(Material supplied begins)

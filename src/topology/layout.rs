//! Memory layouts of node outputs.
//!
//! A [`Layout`] describes how a node's output buffer is organised: the element
//! [`DataType`], the memory [`Format`] (axis ordering, optional blocking), the logical
//! [`Tensor`] size and the [`Padding`] surrounding the data. Two layouts are interchangeable
//! only if all four components are equal.
//!
//! Sizes are always given in logical `batch, feature, x, y` order regardless of the
//! memory format, so format conversions never change a tensor's size.

use std::{
    fmt,
    ops::{Add, Sub},
};

use strum::{Display, EnumCount, EnumIter, IntoStaticStr};

/// Element type of a buffer.
#[derive(
    Debug, Clone, Copy, PartialEq, Eq, Hash, Default, Display, EnumIter, EnumCount, IntoStaticStr,
)]
#[strum(serialize_all = "snake_case")]
pub enum DataType {
    /// 32-bit float
    #[default]
    F32,
    /// 16-bit float
    F16,
    /// Signed 8-bit integer
    I8,
    /// Unsigned 8-bit integer
    U8,
}

impl DataType {
    /// Size of one element in bytes.
    #[must_use]
    pub const fn size(self) -> usize {
        match self {
            DataType::F32 => 4,
            DataType::F16 => 2,
            DataType::I8 | DataType::U8 => 1,
        }
    }
}

/// Memory format of a buffer.
///
/// Activation formats name the axis order from outermost to innermost. Weight formats
/// (`oiyx`, `os_iyx_osv16`, `yxio`) interpret the batch axis as output features and the
/// feature axis as input features.
#[derive(
    Debug, Clone, Copy, PartialEq, Eq, Hash, Default, Display, EnumIter, EnumCount, IntoStaticStr,
)]
#[strum(serialize_all = "snake_case")]
pub enum Format {
    /// Plain batch, feature, y, x
    #[default]
    Bfyx,
    /// Plain y, x, feature, batch
    Yxfb,
    /// Plain batch, y, x, feature
    Byxf,
    /// Plain feature, y, x, batch
    Fyxb,
    /// Feature axis blocked by 16
    BfyxF16,
    /// Plain weights
    Oiyx,
    /// Weights with output features blocked by 16
    OsIyxOsv16,
    /// Weights with spatial axes outermost
    Yxio,
}

impl Format {
    /// Returns `true` if this format groups an axis into fixed-size blocks.
    #[must_use]
    pub const fn is_blocked(self) -> bool {
        matches!(self, Format::BfyxF16 | Format::OsIyxOsv16)
    }

    /// Returns `true` if this is a weights format.
    #[must_use]
    pub const fn is_weights(self) -> bool {
        matches!(self, Format::Oiyx | Format::OsIyxOsv16 | Format::Yxio)
    }

    /// Returns `true` for unblocked activation formats.
    #[must_use]
    pub const fn is_plain(self) -> bool {
        !self.is_blocked() && !self.is_weights()
    }
}

/// A four dimensional size, offset or stride in logical `batch, feature, x, y` order.
#[derive(Debug, Clone, Copy, PartialEq, Eq, Hash, Default)]
pub struct Tensor {
    /// Batch axis
    pub batch: i32,
    /// Feature axis
    pub feature: i32,
    /// Horizontal spatial axis
    pub x: i32,
    /// Vertical spatial axis
    pub y: i32,
}

impl Tensor {
    /// Creates a tensor from its four axes.
    #[must_use]
    pub const fn new(batch: i32, feature: i32, x: i32, y: i32) -> Self {
        Self {
            batch,
            feature,
            x,
            y,
        }
    }

    /// Creates a tensor with every axis set to `value`.
    #[must_use]
    pub const fn splat(value: i32) -> Self {
        Self::new(value, value, value, value)
    }

    /// Creates a spatial-only tensor (batch and feature set to 1).
    #[must_use]
    pub const fn spatial(x: i32, y: i32) -> Self {
        Self::new(1, 1, x, y)
    }

    /// Number of elements covered by this size. Non-positive axes count as zero.
    #[must_use]
    pub fn count(&self) -> usize {
        self.axes()
            .iter()
            .map(|&a| usize::try_from(a).unwrap_or(0))
            .product()
    }

    /// The axes in `batch, feature, x, y` order.
    #[must_use]
    pub const fn axes(&self) -> [i32; 4] {
        [self.batch, self.feature, self.x, self.y]
    }

    /// Builds a tensor from axes in `batch, feature, x, y` order.
    #[must_use]
    pub const fn from_axes(axes: [i32; 4]) -> Self {
        Self::new(axes[0], axes[1], axes[2], axes[3])
    }

    /// Per-axis maximum.
    #[must_use]
    pub fn max(self, other: Self) -> Self {
        Self::new(
            self.batch.max(other.batch),
            self.feature.max(other.feature),
            self.x.max(other.x),
            self.y.max(other.y),
        )
    }

    /// Per-axis clamp to non-negative values.
    #[must_use]
    pub fn clamp_negative(self) -> Self {
        self.max(Self::splat(0))
    }

    /// Returns `true` if every axis is zero.
    #[must_use]
    pub fn is_zero(&self) -> bool {
        *self == Self::splat(0)
    }
}

impl Add for Tensor {
    type Output = Tensor;

    fn add(self, rhs: Self) -> Self::Output {
        Tensor::new(
            self.batch + rhs.batch,
            self.feature + rhs.feature,
            self.x + rhs.x,
            self.y + rhs.y,
        )
    }
}

impl Sub for Tensor {
    type Output = Tensor;

    fn sub(self, rhs: Self) -> Self::Output {
        Tensor::new(
            self.batch - rhs.batch,
            self.feature - rhs.feature,
            self.x - rhs.x,
            self.y - rhs.y,
        )
    }
}

impl fmt::Display for Tensor {
    fn fmt(&self, f: &mut fmt::Formatter<'_>) -> fmt::Result {
        write!(f, "{}x{}x{}x{}", self.batch, self.feature, self.x, self.y)
    }
}

/// Padding around the data of a buffer.
///
/// `lower` is the number of padding elements before the data on each axis, `upper` the
/// number after it.
#[derive(Debug, Clone, Copy, PartialEq, Eq, Hash, Default)]
pub struct Padding {
    /// Padding before the data
    pub lower: Tensor,
    /// Padding after the data
    pub upper: Tensor,
}

impl Padding {
    /// Creates a padding from its lower and upper sizes.
    #[must_use]
    pub const fn new(lower: Tensor, upper: Tensor) -> Self {
        Self { lower, upper }
    }

    /// No padding.
    #[must_use]
    pub const fn none() -> Self {
        Self::new(Tensor::splat(0), Tensor::splat(0))
    }

    /// Returns `true` if no axis is padded.
    #[must_use]
    pub fn is_zero(&self) -> bool {
        self.lower.is_zero() && self.upper.is_zero()
    }

    /// Per-axis maximum of two paddings.
    #[must_use]
    pub fn max(self, other: Self) -> Self {
        Self::new(self.lower.max(other.lower), self.upper.max(other.upper))
    }

    /// Returns `true` if this padding is at least `other` on every axis.
    #[must_use]
    pub fn covers(&self, other: &Self) -> bool {
        self.max(*other) == *self
    }
}

/// Complete description of a buffer.
#[derive(Debug, Clone, Copy, PartialEq, Eq, Hash, Default)]
pub struct Layout {
    /// Element type
    pub data_type: DataType,
    /// Memory format
    pub format: Format,
    /// Logical size
    pub size: Tensor,
    /// Padding around the data
    pub padding: Padding,
}

impl Layout {
    /// Creates an unpadded layout.
    #[must_use]
    pub const fn new(data_type: DataType, format: Format, size: Tensor) -> Self {
        Self {
            data_type,
            format,
            size,
            padding: Padding::none(),
        }
    }

    /// Returns a copy of this layout with the given padding.
    #[must_use]
    pub const fn with_padding(mut self, padding: Padding) -> Self {
        self.padding = padding;
        self
    }

    /// Returns a copy of this layout with another format.
    #[must_use]
    pub const fn with_format(mut self, format: Format) -> Self {
        self.format = format;
        self
    }

    /// Returns a copy of this layout with another data type.
    #[must_use]
    pub const fn with_data_type(mut self, data_type: DataType) -> Self {
        self.data_type = data_type;
        self
    }

    /// Number of logical elements.
    #[must_use]
    pub fn count(&self) -> usize {
        self.size.count()
    }

    /// Size of the buffer including padding and block rounding.
    #[must_use]
    pub fn buffer_size(&self) -> Tensor {
        let mut size = self.size + self.padding.lower + self.padding.upper;
        match self.format {
            Format::BfyxF16 => size.feature = round_up(size.feature, 16),
            Format::OsIyxOsv16 => size.batch = round_up(size.batch, 16),
            _ => {}
        }
        size
    }

    /// Number of bytes needed to hold the buffer.
    #[must_use]
    pub fn bytes(&self) -> usize {
        self.buffer_size().count() * self.data_type.size()
    }

    /// Returns `true` if both layouts describe the same data ignoring padding.
    #[must_use]
    pub fn same_data(&self, other: &Self) -> bool {
        self.data_type == other.data_type && self.format == other.format && self.size == other.size
    }
}

impl fmt::Display for Layout {
    fn fmt(&self, f: &mut fmt::Formatter<'_>) -> fmt::Result {
        write!(f, "{}:{}:{}", self.data_type, self.format, self.size)?;
        if !self.padding.is_zero() {
            write!(f, " pad({}|{})", self.padding.lower, self.padding.upper)?;
        }
        Ok(())
    }
}

fn round_up(value: i32, multiple: i32) -> i32 {
    (value + multiple - 1) / multiple * multiple
}

#[cfg(test)]
mod tests {
    use super::*;

    #[test]
    fn test_format_names() {
        assert_eq!(Format::Bfyx.to_string(), "bfyx");
        assert_eq!(Format::OsIyxOsv16.to_string(), "os_iyx_osv16");
        assert_eq!(Format::BfyxF16.to_string(), "bfyx_f16");
        assert_eq!(DataType::F16.to_string(), "f16");
    }

    #[test]
    fn test_format_classes() {
        assert!(Format::Bfyx.is_plain());
        assert!(Format::BfyxF16.is_blocked());
        assert!(!Format::BfyxF16.is_plain());
        assert!(Format::Oiyx.is_weights());
        assert!(!Format::Oiyx.is_plain());
    }

    #[test]
    fn test_tensor_arithmetic() {
        let a = Tensor::new(1, 2, 3, 4);
        let b = Tensor::new(1, 1, 1, 1);
        assert_eq!(a + b, Tensor::new(2, 3, 4, 5));
        assert_eq!(a - b, Tensor::new(0, 1, 2, 3));
        assert_eq!(a.count(), 24);
        assert_eq!(Tensor::new(1, -1, 2, 2).count(), 0);
        assert_eq!(Tensor::new(-2, 3, 0, 1).clamp_negative(), Tensor::new(0, 3, 0, 1));
    }

    #[test]
    fn test_padding_covers() {
        let small = Padding::new(Tensor::new(0, 0, 1, 1), Tensor::splat(0));
        let large = Padding::new(Tensor::new(0, 0, 2, 1), Tensor::new(0, 0, 1, 1));
        assert!(large.covers(&small));
        assert!(!small.covers(&large));
        assert!(Padding::none().is_zero());
    }

    #[test]
    fn test_layout_buffer_size() {
        let layout = Layout::new(DataType::F16, Format::BfyxF16, Tensor::new(1, 3, 4, 4))
            .with_padding(Padding::new(Tensor::new(0, 0, 1, 1), Tensor::new(0, 0, 1, 1)));
        assert_eq!(layout.buffer_size(), Tensor::new(1, 16, 6, 6));
        assert_eq!(layout.bytes(), 16 * 36 * 2);
        assert_eq!(layout.to_string(), "f16:bfyx_f16:1x3x4x4 pad(0x0x1x1|0x0x1x1)");
    }
}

(Material supplied ends)

Goal of the exercise: Search the entries for "Display" and copy each matching line.

Solution for this task:
use strum::{Display, EnumCount, EnumIter, IntoStaticStr};
    Debug, Clone, Copy, PartialEq, Eq, Hash, Default, Display, EnumIter, EnumCount, IntoStaticStr,
    Debug, Clone, Copy, PartialEq, Eq, Hash, Default, Display, EnumIter, EnumCount, IntoStaticStr,
impl fmt::Display for Tensor {
impl fmt::Display for Layout {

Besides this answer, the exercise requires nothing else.